■ What the exercise asks:
Output all records precisely as written.

■ Provided material:
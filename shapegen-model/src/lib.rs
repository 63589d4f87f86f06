//! Intermediate object model for shapegen
//!
//! Takes the resolved shape semantics from `shapegen-shapes` and
//! assembles the object model the codecs run against: concrete
//! [`ObjectType`]s with fully flattened inheritance, closed
//! [`UnionType`]s surfaced from top-level or/xone composites, everything
//! in dependency order.
//!
//! Assembly errors are the fatal [`shapegen_shapes::ShapeError`] class;
//! this crate introduces no error type of its own.

mod assemble;
mod object;

pub use assemble::{ObjectModel, DEFAULT_DISCRIMINATOR_KEY, DEFAULT_IDENTIFIER_KEY};
pub use object::{IdentifierKind, ObjectProperty, ObjectType, UnionType, UnionTypeMember};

■ Output of the task:
filename shapegen-model/src/lib.rs
repository 63589d4f87f86f06
//! Intermediate object model for shapegen
//!
//! Takes the resolved shape semantics from `shapegen-shapes` and
//! assembles the object model the codecs run against: concrete
//! [`ObjectType`]s with fully flattened inheritance, closed
//! [`UnionType`]s surfaced from top-level or/xone composites, everything
//! in dependency order.
//!
//! Assembly errors are the fatal [`shapegen_shapes::ShapeError`] class;
//! this crate introduces no error type of its own.

mod assemble;
mod object;

pub use assemble::{ObjectModel, DEFAULT_DISCRIMINATOR_KEY, DEFAULT_IDENTIFIER_KEY};
pub use object::{IdentifierKind, ObjectProperty, ObjectType, UnionType, UnionTypeMember};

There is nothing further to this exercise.